Scan the listing and copy each line where the word "with" is present.
++++++++
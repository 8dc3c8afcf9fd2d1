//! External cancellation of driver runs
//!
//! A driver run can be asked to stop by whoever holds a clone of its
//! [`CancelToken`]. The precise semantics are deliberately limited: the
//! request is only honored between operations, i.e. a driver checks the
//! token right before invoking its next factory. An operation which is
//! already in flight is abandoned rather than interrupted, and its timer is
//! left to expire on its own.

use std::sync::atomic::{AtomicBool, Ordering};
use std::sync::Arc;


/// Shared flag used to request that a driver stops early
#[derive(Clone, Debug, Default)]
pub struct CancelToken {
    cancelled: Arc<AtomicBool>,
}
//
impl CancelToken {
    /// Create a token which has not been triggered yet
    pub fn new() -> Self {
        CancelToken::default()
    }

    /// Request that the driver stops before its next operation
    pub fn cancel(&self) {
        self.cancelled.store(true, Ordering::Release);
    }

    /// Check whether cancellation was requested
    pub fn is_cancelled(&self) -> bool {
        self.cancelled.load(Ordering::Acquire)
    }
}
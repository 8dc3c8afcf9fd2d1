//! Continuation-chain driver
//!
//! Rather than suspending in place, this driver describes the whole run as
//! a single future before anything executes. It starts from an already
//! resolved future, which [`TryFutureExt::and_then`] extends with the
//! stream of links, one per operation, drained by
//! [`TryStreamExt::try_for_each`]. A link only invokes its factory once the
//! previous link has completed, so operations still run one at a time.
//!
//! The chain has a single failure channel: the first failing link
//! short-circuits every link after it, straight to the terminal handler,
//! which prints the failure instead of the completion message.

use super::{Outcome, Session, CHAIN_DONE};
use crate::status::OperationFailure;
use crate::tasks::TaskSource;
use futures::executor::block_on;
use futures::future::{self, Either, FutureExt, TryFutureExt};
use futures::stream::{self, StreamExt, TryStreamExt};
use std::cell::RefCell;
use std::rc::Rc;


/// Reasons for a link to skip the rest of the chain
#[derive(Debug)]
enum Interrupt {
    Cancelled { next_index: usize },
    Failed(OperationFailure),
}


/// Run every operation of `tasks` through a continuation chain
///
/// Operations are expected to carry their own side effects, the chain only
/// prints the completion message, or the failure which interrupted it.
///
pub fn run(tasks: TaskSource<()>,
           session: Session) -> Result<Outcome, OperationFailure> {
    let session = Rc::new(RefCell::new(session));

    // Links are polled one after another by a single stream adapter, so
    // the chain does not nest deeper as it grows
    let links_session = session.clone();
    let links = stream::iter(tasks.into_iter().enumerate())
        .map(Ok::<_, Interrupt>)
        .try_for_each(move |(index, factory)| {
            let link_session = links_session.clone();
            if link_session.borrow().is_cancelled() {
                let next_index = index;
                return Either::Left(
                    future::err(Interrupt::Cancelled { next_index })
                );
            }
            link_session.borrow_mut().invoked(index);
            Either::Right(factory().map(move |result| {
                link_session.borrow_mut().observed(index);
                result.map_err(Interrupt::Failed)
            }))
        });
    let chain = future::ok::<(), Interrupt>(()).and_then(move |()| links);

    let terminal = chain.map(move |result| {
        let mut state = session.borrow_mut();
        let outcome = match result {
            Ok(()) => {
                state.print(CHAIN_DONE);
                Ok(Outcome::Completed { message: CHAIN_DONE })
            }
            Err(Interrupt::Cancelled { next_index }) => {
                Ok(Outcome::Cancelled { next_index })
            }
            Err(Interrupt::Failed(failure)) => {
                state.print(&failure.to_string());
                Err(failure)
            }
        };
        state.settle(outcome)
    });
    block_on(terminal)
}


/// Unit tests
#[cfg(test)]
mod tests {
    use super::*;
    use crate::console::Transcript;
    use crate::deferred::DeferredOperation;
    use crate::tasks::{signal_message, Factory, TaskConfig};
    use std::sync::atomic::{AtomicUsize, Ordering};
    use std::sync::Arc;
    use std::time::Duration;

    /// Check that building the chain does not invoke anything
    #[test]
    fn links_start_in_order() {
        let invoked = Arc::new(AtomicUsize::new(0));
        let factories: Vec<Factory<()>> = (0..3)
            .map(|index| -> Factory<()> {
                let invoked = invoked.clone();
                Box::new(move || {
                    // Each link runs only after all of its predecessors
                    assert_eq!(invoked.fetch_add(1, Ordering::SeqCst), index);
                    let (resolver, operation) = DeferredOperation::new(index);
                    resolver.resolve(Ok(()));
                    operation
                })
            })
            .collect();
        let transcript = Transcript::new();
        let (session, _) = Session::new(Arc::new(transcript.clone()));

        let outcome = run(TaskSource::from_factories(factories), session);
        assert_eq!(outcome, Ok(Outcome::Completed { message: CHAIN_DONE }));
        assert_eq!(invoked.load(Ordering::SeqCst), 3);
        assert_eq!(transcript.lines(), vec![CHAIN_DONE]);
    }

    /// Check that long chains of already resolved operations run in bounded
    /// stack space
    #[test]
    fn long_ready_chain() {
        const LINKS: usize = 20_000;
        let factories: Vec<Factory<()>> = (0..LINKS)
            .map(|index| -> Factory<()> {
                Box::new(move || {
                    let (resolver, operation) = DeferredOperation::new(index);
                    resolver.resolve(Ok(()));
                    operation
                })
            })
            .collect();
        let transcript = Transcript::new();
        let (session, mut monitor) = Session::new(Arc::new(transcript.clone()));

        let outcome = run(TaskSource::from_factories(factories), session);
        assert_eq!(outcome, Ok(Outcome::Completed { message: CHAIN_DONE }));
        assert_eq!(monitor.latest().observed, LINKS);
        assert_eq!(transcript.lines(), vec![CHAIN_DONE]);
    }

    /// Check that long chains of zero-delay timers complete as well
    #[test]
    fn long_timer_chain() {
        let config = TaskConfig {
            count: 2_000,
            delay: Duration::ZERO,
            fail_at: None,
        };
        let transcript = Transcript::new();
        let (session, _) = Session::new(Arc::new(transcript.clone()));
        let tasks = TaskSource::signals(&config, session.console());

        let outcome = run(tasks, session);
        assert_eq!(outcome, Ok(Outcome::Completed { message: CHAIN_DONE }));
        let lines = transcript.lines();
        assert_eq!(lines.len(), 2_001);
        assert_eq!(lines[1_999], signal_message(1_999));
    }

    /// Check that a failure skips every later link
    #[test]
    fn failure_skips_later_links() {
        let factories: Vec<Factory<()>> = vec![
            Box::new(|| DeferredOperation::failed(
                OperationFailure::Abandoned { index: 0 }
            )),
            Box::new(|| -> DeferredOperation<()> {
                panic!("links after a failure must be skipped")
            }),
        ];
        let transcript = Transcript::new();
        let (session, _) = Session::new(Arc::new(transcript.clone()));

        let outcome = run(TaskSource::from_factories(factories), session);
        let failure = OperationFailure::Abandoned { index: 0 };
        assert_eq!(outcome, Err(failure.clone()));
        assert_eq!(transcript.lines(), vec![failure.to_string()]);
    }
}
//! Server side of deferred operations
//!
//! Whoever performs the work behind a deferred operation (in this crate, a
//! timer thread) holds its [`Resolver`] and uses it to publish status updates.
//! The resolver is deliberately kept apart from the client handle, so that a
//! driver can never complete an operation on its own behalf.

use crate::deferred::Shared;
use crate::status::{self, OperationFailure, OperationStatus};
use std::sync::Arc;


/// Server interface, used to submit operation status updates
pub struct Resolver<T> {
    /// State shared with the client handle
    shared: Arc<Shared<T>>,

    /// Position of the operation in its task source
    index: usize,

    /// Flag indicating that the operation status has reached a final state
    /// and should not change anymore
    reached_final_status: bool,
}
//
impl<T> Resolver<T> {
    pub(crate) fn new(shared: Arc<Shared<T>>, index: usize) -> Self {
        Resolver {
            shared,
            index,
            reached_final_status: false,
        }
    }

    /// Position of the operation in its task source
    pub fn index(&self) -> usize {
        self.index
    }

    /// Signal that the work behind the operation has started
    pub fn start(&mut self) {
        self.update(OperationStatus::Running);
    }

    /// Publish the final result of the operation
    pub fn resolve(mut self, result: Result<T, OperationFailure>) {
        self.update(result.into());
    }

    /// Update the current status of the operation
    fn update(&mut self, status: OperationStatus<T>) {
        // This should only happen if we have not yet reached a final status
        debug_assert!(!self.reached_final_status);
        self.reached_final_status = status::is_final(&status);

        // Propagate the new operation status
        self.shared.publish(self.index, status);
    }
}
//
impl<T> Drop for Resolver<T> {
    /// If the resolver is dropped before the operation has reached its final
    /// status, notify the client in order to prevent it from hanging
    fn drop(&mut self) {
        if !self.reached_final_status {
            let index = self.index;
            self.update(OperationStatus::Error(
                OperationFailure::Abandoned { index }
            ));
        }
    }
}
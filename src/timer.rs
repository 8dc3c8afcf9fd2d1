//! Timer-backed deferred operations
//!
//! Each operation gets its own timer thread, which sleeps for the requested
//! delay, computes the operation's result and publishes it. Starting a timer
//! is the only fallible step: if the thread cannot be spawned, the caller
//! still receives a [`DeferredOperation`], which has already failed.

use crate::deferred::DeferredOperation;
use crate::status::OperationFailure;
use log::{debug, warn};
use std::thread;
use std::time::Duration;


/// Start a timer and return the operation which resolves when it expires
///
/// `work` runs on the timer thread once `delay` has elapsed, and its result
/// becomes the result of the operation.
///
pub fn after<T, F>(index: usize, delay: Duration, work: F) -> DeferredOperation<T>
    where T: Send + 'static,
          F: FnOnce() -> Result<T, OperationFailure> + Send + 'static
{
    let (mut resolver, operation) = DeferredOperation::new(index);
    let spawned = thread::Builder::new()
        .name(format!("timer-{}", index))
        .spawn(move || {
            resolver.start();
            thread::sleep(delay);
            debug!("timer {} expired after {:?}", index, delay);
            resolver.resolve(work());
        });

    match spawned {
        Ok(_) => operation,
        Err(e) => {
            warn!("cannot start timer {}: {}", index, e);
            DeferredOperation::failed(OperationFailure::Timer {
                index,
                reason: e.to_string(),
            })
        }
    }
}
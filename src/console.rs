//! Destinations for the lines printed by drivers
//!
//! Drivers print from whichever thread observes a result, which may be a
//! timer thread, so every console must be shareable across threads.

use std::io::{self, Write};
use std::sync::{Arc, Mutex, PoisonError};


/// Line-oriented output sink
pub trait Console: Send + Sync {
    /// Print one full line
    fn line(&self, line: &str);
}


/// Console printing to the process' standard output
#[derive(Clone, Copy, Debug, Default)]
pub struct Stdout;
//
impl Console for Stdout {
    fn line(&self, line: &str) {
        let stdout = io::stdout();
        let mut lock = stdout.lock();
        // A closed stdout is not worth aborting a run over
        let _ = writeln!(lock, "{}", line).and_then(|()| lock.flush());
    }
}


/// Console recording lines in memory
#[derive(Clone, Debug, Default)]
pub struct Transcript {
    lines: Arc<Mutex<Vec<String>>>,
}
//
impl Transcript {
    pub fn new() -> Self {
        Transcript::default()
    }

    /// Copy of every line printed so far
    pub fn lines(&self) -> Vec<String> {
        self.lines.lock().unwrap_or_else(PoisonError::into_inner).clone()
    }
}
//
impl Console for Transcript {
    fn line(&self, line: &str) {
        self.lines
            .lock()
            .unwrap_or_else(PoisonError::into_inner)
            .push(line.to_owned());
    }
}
++++++++
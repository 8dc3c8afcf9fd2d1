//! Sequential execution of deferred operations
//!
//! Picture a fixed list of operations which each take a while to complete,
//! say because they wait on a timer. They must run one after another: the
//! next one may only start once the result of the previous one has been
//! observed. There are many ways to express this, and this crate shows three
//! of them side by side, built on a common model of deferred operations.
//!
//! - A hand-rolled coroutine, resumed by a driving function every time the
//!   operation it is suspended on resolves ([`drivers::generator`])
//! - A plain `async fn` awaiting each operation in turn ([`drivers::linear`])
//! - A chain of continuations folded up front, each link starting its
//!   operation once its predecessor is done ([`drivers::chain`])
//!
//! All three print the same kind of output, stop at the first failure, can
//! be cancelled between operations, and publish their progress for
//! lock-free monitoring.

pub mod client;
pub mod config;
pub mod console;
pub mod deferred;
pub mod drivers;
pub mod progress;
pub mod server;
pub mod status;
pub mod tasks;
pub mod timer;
++++++++
RESULT »
//! resolved future, which [`TryFutureExt::and_then`] extends with the
    /// State shared with the client handle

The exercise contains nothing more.